Search the data below for the string "results". Extract every line that contains it.

[DATASET — start]

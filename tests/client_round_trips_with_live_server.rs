mod common;

use common::{Product, StubParser};
use solr::{Client, ClientError, Connection, Query};
use std::io::{Read, Write};
use std::net::{TcpListener, TcpStream};
use std::thread;

fn read_request(stream: &mut TcpStream) -> String {
    let mut raw = Vec::new();
    let mut buffer = [0u8; 1024];

    while !raw.windows(4).any(|window| window == b"\r\n\r\n") {
        let count = stream.read(&mut buffer).unwrap();
        if count == 0 {
            break;
        }
        raw.extend_from_slice(&buffer[..count]);
    }

    let head_end = raw
        .windows(4)
        .position(|window| window == b"\r\n\r\n")
        .map(|position| position + 4)
        .unwrap_or(raw.len());
    let head = String::from_utf8_lossy(&raw[..head_end]).to_string();
    let content_length = head
        .lines()
        .find_map(|line| {
            let (name, value) = line.split_once(':')?;
            if !name.eq_ignore_ascii_case("content-length") {
                return None;
            }
            value.trim().parse::<usize>().ok()
        })
        .unwrap_or(0);

    while raw.len() < head_end + content_length {
        let count = stream.read(&mut buffer).unwrap();
        if count == 0 {
            break;
        }
        raw.extend_from_slice(&buffer[..count]);
    }

    String::from_utf8_lossy(&raw).to_string()
}

fn answer(stream: &mut TcpStream, body: &str) {
    let response = format!(
        "HTTP/1.1 200 OK\r\nContent-Length: {}\r\nConnection: close\r\n\r\n{}",
        body.len(),
        body
    );
    stream.write_all(response.as_bytes()).unwrap();
}

#[test]
fn test_client_round_trips_with_live_server() -> Result<(), ClientError> {
    let listener = TcpListener::bind("127.0.0.1:0").unwrap();
    let port = listener.local_addr().unwrap().port();
    let server = thread::spawn(move || {
        let mut captured = Vec::new();
        for body in ["", "<response />"] {
            let (mut stream, _) = listener.accept().unwrap();
            captured.push(read_request(&mut stream));
            answer(&mut stream, body);
        }
        captured
    });

    let connection = Connection::new(&format!("http://127.0.0.1:{}/solr", port))?;
    let client = Client::new(connection, StubParser::<Product>::new(vec![], 1));

    client.add(&Product { id: 1, name: "iPod".to_owned(), in_stock: true })?;
    let results = client.query(&Query::new("id:1"))?;
    let captured = server.join().unwrap();

    assert_eq!(1, results.num_found());
    assert!(captured[0].starts_with("POST /solr/update HTTP/1.1\r\n"));
    assert!(captured[0].to_lowercase().contains("content-type: text/xml; charset=utf-8"));
    let expected_body = "<add><doc>\
        <field name=\"id\">1</field>\
        <field name=\"name\">iPod</field>\
        <field name=\"in_stock\">true</field>\
        </doc></add>";
    assert!(captured[0].ends_with(expected_body));
    assert!(captured[1].starts_with("GET /solr/select?q=id%3A1 HTTP/1.1\r\n"));

    Ok(())
}
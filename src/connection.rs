use crate::errors::ConnectionFailure;
use crate::http::{HttpRequest, HttpTransport, Method, UreqTransport};
use crate::{ClientError, Result};
use std::collections::BTreeMap;
use url::Url;

/// How a status code maps onto the error taxonomy.
#[derive(Debug, Clone, Copy, PartialEq, Eq)]
enum ResponseClass {
    Success,
    BadRequest,
    Failed,
}

/// Classifies a status code. This is the only place a status turns into an outcome.
fn classify(status: u16) -> ResponseClass {
    match status {
        200..=299 => ResponseClass::Success,
        400 => ResponseClass::BadRequest,
        _ => ResponseClass::Failed,
    }
}

/// Represents a validated address of one server endpoint, bound to the transport that talks
/// to it.
///
/// The address is checked once, on construction; no request leaves over an invalid one. All
/// methods borrow the connection immutably, so one connection can serve many threads when its
/// transport can.
///
/// # Example
/// ```
/// use solr::{ClientError, Connection};
///
/// fn main() -> Result<(), ClientError> {
///     let connection = Connection::new("http://localhost:8983/solr")?;
///     Ok(())
/// }
/// ```
#[derive(Debug)]
pub struct Connection<T = UreqTransport>
where
    T: HttpTransport,
{
    base_url: String,
    transport: T,
}

impl Connection<UreqTransport> {
    /// Returns a connection to the given server over the bundled transport.
    ///
    /// # Arguments
    /// *  `base_url` address of the server core, e.g. `http://localhost:8983/solr`.
    ///
    /// # Example
    /// ```
    /// use solr::{ClientError, Connection};
    ///
    /// fn main() -> Result<(), ClientError> {
    ///     let connection = Connection::new("http://localhost:8983/solr")?;
    ///     let invalid = Connection::new("ftp://localhost:8983/solr");
    ///     assert!(matches!(invalid, Err(ClientError::InvalidUrl { .. })));
    ///     Ok(())
    /// }
    /// ```
    pub fn new(base_url: &str) -> Result<Self> {
        Self::with_transport(base_url, UreqTransport::new())
    }
}

impl<T> Connection<T>
where
    T: HttpTransport,
{
    /// Returns a connection to the given server over a custom transport.
    ///
    /// Typically, you only need to use this method when substituting the transport, e.g. with
    /// a recording double in tests. For regular usage, refer to the `Connection::new` method.
    ///
    /// # Example
    /// ```
    /// use solr::{ClientError, Connection, UreqTransport};
    ///
    /// fn main() -> Result<(), ClientError> {
    ///     let connection = Connection::with_transport("https://localhost:8983/solr", UreqTransport::new())?;
    ///     Ok(())
    /// }
    /// ```
    pub fn with_transport(base_url: &str, transport: T) -> Result<Self> {
        // The WHATWG parser repairs "http:/host" into "http://host", so the prefix check
        // cannot be left to it.
        if !base_url.starts_with("http://") && !base_url.starts_with("https://") {
            return Err(ClientError::InvalidUrl {
                url: base_url.to_owned(),
                reason: "the scheme must be http or https".to_owned(),
            });
        }
        if let Err(e) = Url::parse(base_url) {
            return Err(ClientError::InvalidUrl {
                url: base_url.to_owned(),
                reason: e.to_string(),
            });
        }

        Ok(Self {
            base_url: base_url.trim_end_matches('/').to_owned(),
            transport,
        })
    }

    /// Sends one GET request and returns the response body.
    ///
    /// Parameters are percent-encoded into the query string. An empty map appends nothing,
    /// not even the `?` separator.
    ///
    /// # Arguments
    /// *  `path` path below the base address, starting with `/`.
    /// *  `parameters` query string parameters.
    pub fn get(&self, path: &str, parameters: &BTreeMap<String, String>) -> Result<String> {
        let url = self.build_url(path, parameters)?;
        self.exchange(&HttpRequest {
            method: Method::Get,
            url,
            body: None,
        })
    }

    /// Sends one POST request with the given payload and returns the response body.
    ///
    /// # Arguments
    /// *  `path` path below the base address, starting with `/`.
    /// *  `body` the payload, sent as-is.
    pub fn post(&self, path: &str, body: &str) -> Result<String> {
        let url = self.build_url(path, &BTreeMap::new())?;
        self.exchange(&HttpRequest {
            method: Method::Post,
            url,
            body: Some(body.to_owned()),
        })
    }

    fn build_url(&self, path: &str, parameters: &BTreeMap<String, String>) -> Result<String> {
        let raw = format!("{}{}", self.base_url, path);
        if parameters.is_empty() {
            return Ok(raw);
        }

        let mut url = Url::parse(&raw).map_err(|e| ClientError::InvalidUrl {
            url: raw.clone(),
            reason: e.to_string(),
        })?;
        url.query_pairs_mut().extend_pairs(parameters);

        Ok(url.into())
    }

    fn exchange(&self, request: &HttpRequest) -> Result<String> {
        let response = self.transport.send(request)?;

        match classify(response.status) {
            ResponseClass::Success => Ok(response.body),
            ResponseClass::BadRequest => Err(ClientError::InvalidField { message: response.body }),
            ResponseClass::Failed => Err(ClientError::Connection(ConnectionFailure::Status {
                status: response.status,
                body: response.body,
            })),
        }
    }
}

[DATASET — finish]

**PROBLEM SOLUTION**:
    let results = client.query(&Query::new("id:1"))?;
    assert_eq!(1, results.num_found());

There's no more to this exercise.